Prompt → Exact repetition of the data below is required.

[Saved entries]
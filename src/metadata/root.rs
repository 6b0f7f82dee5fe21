//! Metadata root header and stream directory (ECMA-335 II.24.2.1).
//!
//! The root is the first structure of the metadata blob: the `BSJB` signature, the version
//! string and the stream headers locating `#~`, `#Strings`, `#US`, `#Blob` and `#GUID`.
//!
//! # Example
//!
//! ```rust
//! use dotmodel::metadata::root::Root;
//! let root = Root::read(&[
//!            0x42, 0x53, 0x4A, 0x42,
//!            0x01, 0x00,
//!            0x01, 0x00,
//!            0x00, 0x00, 0x00, 0x00,
//!            0x04, 0x00, 0x00, 0x00,
//!            b'v', b'4', 0x00, 0x00,
//!            0x00, 0x00,
//!            0x01, 0x00,
//!            0x20, 0x00, 0x00, 0x00, // StreamHeader
//!            0x04, 0x00, 0x00, 0x00,
//!            0x23, 0x7E, 0x00, 0x00,
//!            0x00, 0x00, 0x00, 0x00,
//!        ])?;
//! assert_eq!(root.version, "v4");
//! assert_eq!(root.stream_headers[0].name, "#~");
//! # Ok::<(), dotmodel::Error>(())
//! ```

use crate::{
    file::io::{read_le, read_le_at},
    metadata::streams::StreamHeader,
    Result,
};

/// The magic value of the metadata root, `BSJB`
pub const CIL_HEADER_MAGIC: u32 = 0x424A_5342;

/// The metadata root
#[derive(Clone, Debug)]
pub struct Root {
    /// Magic signature for physical metadata: 0x424A5342
    pub signature: u32,
    /// `MajorVersion`
    pub major_version: u16,
    /// `MinorVersion`
    pub minor_version: u16,
    /// Always 0
    pub reserved: u32,
    /// Number of bytes allocated to hold the version string, including padding
    pub length: u32,
    /// The version string, without its terminating zeros
    pub version: String,
    /// Reserved, always 0
    pub flags: u16,
    /// Number of streams
    pub stream_number: u16,
    /// Stream headers, in directory order
    pub stream_headers: Vec<StreamHeader>,
}

impl Root {
    /// Reads a [`Root`] from the start of the metadata blob.
    ///
    /// # Errors
    /// Returns an error if the data is too short, the signature is invalid, or a stream lies
    /// outside of the metadata.
    pub fn read(data: &[u8]) -> Result<Root> {
        if data.len() < 20 {
            return Err(out_of_bounds_error!());
        }

        let signature = read_le::<u32>(data)?;
        if signature != CIL_HEADER_MAGIC {
            return Err(malformed_error!(
                "CIL_HEADER_MAGIC does not match - {:#x}",
                signature
            ));
        }

        let length = read_le_at::<u32>(data, &mut 12)?;
        let Some(version_end) = (length as usize).checked_add(16) else {
            return Err(malformed_error!("Version string length overflows - {}", length));
        };
        if version_end + 4 > data.len() {
            return Err(out_of_bounds_error!());
        }

        let version = data[16..version_end]
            .iter()
            .take_while(|byte| **byte != 0)
            .map(|byte| char::from(*byte))
            .collect::<String>();

        let mut offset = version_end;
        let flags = read_le_at::<u16>(data, &mut offset)?;
        let stream_number = read_le_at::<u16>(data, &mut offset)?;
        if stream_number == 0 || stream_number as usize > 6 {
            return Err(malformed_error!("Invalid stream count - {}", stream_number));
        }

        let mut stream_headers: Vec<StreamHeader> = Vec::with_capacity(stream_number as usize);
        for _ in 0..stream_number {
            if offset >= data.len() {
                return Err(out_of_bounds_error!());
            }

            let header = StreamHeader::from(&data[offset..])?;
            match header.offset.checked_add(header.size) {
                Some(end) if end as usize <= data.len() => {}
                _ => return Err(out_of_bounds_error!()),
            }

            if stream_headers.iter().any(|other| other.name == header.name) {
                return Err(malformed_error!("Duplicate stream - {}", header.name));
            }

            offset += header.header_size();
            stream_headers.push(header);
        }

        Ok(Root {
            signature,
            major_version: read_le::<u16>(&data[4..])?,
            minor_version: read_le::<u16>(&data[6..])?,
            reserved: read_le::<u32>(&data[8..])?,
            length,
            version,
            flags,
            stream_number,
            stream_headers,
        })
    }

    /// The header of the stream called `name`
    #[must_use]
    pub fn stream(&self, name: &str) -> Option<&StreamHeader> {
        self.stream_headers.iter().find(|header| header.name == name)
    }

    /// Size of the root including all stream headers, which is where stream data may start
    #[must_use]
    pub fn header_size(&self) -> usize {
        20 + self.length as usize
            + self
                .stream_headers
                .iter()
                .map(StreamHeader::header_size)
                .sum::<usize>()
    }
}

#[cfg(test)]
mod tests {
    use super::*;

    #[rustfmt::skip]
    const ROOT: [u8; 60] = [
        0x42, 0x53, 0x4A, 0x42,
        0x01, 0x00,
        0x01, 0x00,
        0x00, 0x00, 0x00, 0x00,
        0x0C, 0x00, 0x00, 0x00,
        b'v', b'4', b'.', b'0', b'.', b'3', b'0', b'3', b'1', b'9', 0x00, 0x00,
        0x00, 0x00,
        0x02, 0x00,
        0x3C, 0x00, 0x00, 0x00, // #~
        0x04, 0x00, 0x00, 0x00,
        0x23, 0x7E, 0x00, 0x00,
        0x40, 0x00, 0x00, 0x00, // #GUID
        0x00, 0x00, 0x00, 0x00,
        0x23, 0x47, 0x55, 0x49, 0x44, 0x00, 0x00, 0x00,
    ];

    #[test]
    fn crafted() {
        let mut data = ROOT.to_vec();
        data.extend_from_slice(&[0, 0, 0, 0]);

        let root = Root::read(&data).unwrap();
        assert_eq!(root.signature, CIL_HEADER_MAGIC);
        assert_eq!(root.major_version, 1);
        assert_eq!(root.length, 12);
        assert_eq!(root.version, "v4.0.30319");
        assert_eq!(root.stream_number, 2);
        assert_eq!(root.stream("#~").unwrap().size, 4);
        assert_eq!(root.stream("#GUID").unwrap().offset, 0x40);
        assert!(root.stream("#Blob").is_none());
        assert_eq!(root.header_size(), 0x3C);
    }

    #[test]
    fn crafted_invalid() {
        let mut data = ROOT.to_vec();
        data[0] = 0x41;
        assert!(Root::read(&data).is_err());

        // #~ extends past the end of the data
        assert!(Root::read(&ROOT).is_err());

        let mut data = ROOT.to_vec();
        data.extend_from_slice(&[0, 0, 0, 0]);
        data[52..60].copy_from_slice(&[0x23, 0x7E, 0x00, 0x00, 0x00, 0x00, 0x00, 0x00]);
        assert!(Root::read(&data).is_err());
    }
}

Answer space →
filename src/metadata/root.rs
repository 6b0f7f82dee5fe21
//! Metadata root header and stream directory (ECMA-335 II.24.2.1).
//!
//! The root is the first structure of the metadata blob: the `BSJB` signature, the version
//! string and the stream headers locating `#~`, `#Strings`, `#US`, `#Blob` and `#GUID`.
//!
//! # Example
//!
//! ```rust
//! use dotmodel::metadata::root::Root;
//! let root = Root::read(&[
//!            0x42, 0x53, 0x4A, 0x42,
//!            0x01, 0x00,
//!            0x01, 0x00,
//!            0x00, 0x00, 0x00, 0x00,
//!            0x04, 0x00, 0x00, 0x00,
//!            b'v', b'4', 0x00, 0x00,
//!            0x00, 0x00,
//!            0x01, 0x00,
//!            0x20, 0x00, 0x00, 0x00, // StreamHeader
//!            0x04, 0x00, 0x00, 0x00,
//!            0x23, 0x7E, 0x00, 0x00,
//!            0x00, 0x00, 0x00, 0x00,
//!        ])?;
//! assert_eq!(root.version, "v4");
//! assert_eq!(root.stream_headers[0].name, "#~");
//! # Ok::<(), dotmodel::Error>(())
//! ```

use crate::{
    file::io::{read_le, read_le_at},
    metadata::streams::StreamHeader,
    Result,
};

/// The magic value of the metadata root, `BSJB`
pub const CIL_HEADER_MAGIC: u32 = 0x424A_5342;

/// The metadata root
#[derive(Clone, Debug)]
pub struct Root {
    /// Magic signature for physical metadata: 0x424A5342
    pub signature: u32,
    /// `MajorVersion`
    pub major_version: u16,
    /// `MinorVersion`
    pub minor_version: u16,
    /// Always 0
    pub reserved: u32,
    /// Number of bytes allocated to hold the version string, including padding
    pub length: u32,
    /// The version string, without its terminating zeros
    pub version: String,
    /// Reserved, always 0
    pub flags: u16,
    /// Number of streams
    pub stream_number: u16,
    /// Stream headers, in directory order
    pub stream_headers: Vec<StreamHeader>,
}

impl Root {
    /// Reads a [`Root`] from the start of the metadata blob.
    ///
    /// # Errors
    /// Returns an error if the data is too short, the signature is invalid, or a stream lies
    /// outside of the metadata.
    pub fn read(data: &[u8]) -> Result<Root> {
        if data.len() < 20 {
            return Err(out_of_bounds_error!());
        }

        let signature = read_le::<u32>(data)?;
        if signature != CIL_HEADER_MAGIC {
            return Err(malformed_error!(
                "CIL_HEADER_MAGIC does not match - {:#x}",
                signature
            ));
        }

        let length = read_le_at::<u32>(data, &mut 12)?;
        let Some(version_end) = (length as usize).checked_add(16) else {
            return Err(malformed_error!("Version string length overflows - {}", length));
        };
        if version_end + 4 > data.len() {
            return Err(out_of_bounds_error!());
        }

        let version = data[16..version_end]
            .iter()
            .take_while(|byte| **byte != 0)
            .map(|byte| char::from(*byte))
            .collect::<String>();

        let mut offset = version_end;
        let flags = read_le_at::<u16>(data, &mut offset)?;
        let stream_number = read_le_at::<u16>(data, &mut offset)?;
        if stream_number == 0 || stream_number as usize > 6 {
            return Err(malformed_error!("Invalid stream count - {}", stream_number));
        }

        let mut stream_headers: Vec<StreamHeader> = Vec::with_capacity(stream_number as usize);
        for _ in 0..stream_number {
            if offset >= data.len() {
                return Err(out_of_bounds_error!());
            }

            let header = StreamHeader::from(&data[offset..])?;
            match header.offset.checked_add(header.size) {
                Some(end) if end as usize <= data.len() => {}
                _ => return Err(out_of_bounds_error!()),
            }

            if stream_headers.iter().any(|other| other.name == header.name) {
                return Err(malformed_error!("Duplicate stream - {}", header.name));
            }

            offset += header.header_size();
            stream_headers.push(header);
        }

        Ok(Root {
            signature,
            major_version: read_le::<u16>(&data[4..])?,
            minor_version: read_le::<u16>(&data[6..])?,
            reserved: read_le::<u32>(&data[8..])?,
            length,
            version,
            flags,
            stream_number,
            stream_headers,
        })
    }

    /// The header of the stream called `name`
    #[must_use]
    pub fn stream(&self, name: &str) -> Option<&StreamHeader> {
        self.stream_headers.iter().find(|header| header.name == name)
    }

    /// Size of the root including all stream headers, which is where stream data may start
    #[must_use]
    pub fn header_size(&self) -> usize {
        20 + self.length as usize
            + self
                .stream_headers
                .iter()
                .map(StreamHeader::header_size)
                .sum::<usize>()
    }
}

#[cfg(test)]
mod tests {
    use super::*;

    #[rustfmt::skip]
    const ROOT: [u8; 60] = [
        0x42, 0x53, 0x4A, 0x42,
        0x01, 0x00,
        0x01, 0x00,
        0x00, 0x00, 0x00, 0x00,
        0x0C, 0x00, 0x00, 0x00,
        b'v', b'4', b'.', b'0', b'.', b'3', b'0', b'3', b'1', b'9', 0x00, 0x00,
        0x00, 0x00,
        0x02, 0x00,
        0x3C, 0x00, 0x00, 0x00, // #~
        0x04, 0x00, 0x00, 0x00,
        0x23, 0x7E, 0x00, 0x00,
        0x40, 0x00, 0x00, 0x00, // #GUID
        0x00, 0x00, 0x00, 0x00,
        0x23, 0x47, 0x55, 0x49, 0x44, 0x00, 0x00, 0x00,
    ];

    #[test]
    fn crafted() {
        let mut data = ROOT.to_vec();
        data.extend_from_slice(&[0, 0, 0, 0]);

        let root = Root::read(&data).unwrap();
        assert_eq!(root.signature, CIL_HEADER_MAGIC);
        assert_eq!(root.major_version, 1);
        assert_eq!(root.length, 12);
        assert_eq!(root.version, "v4.0.30319");
        assert_eq!(root.stream_number, 2);
        assert_eq!(root.stream("#~").unwrap().size, 4);
        assert_eq!(root.stream("#GUID").unwrap().offset, 0x40);
        assert!(root.stream("#Blob").is_none());
        assert_eq!(root.header_size(), 0x3C);
    }

    #[test]
    fn crafted_invalid() {
        let mut data = ROOT.to_vec();
        data[0] = 0x41;
        assert!(Root::read(&data).is_err());

        // #~ extends past the end of the data
        assert!(Root::read(&ROOT).is_err());

        let mut data = ROOT.to_vec();
        data.extend_from_slice(&[0, 0, 0, 0]);
        data[52..60].copy_from_slice(&[0x23, 0x7E, 0x00, 0x00, 0x00, 0x00, 0x00, 0x00]);
        assert!(Root::read(&data).is_err());
    }
}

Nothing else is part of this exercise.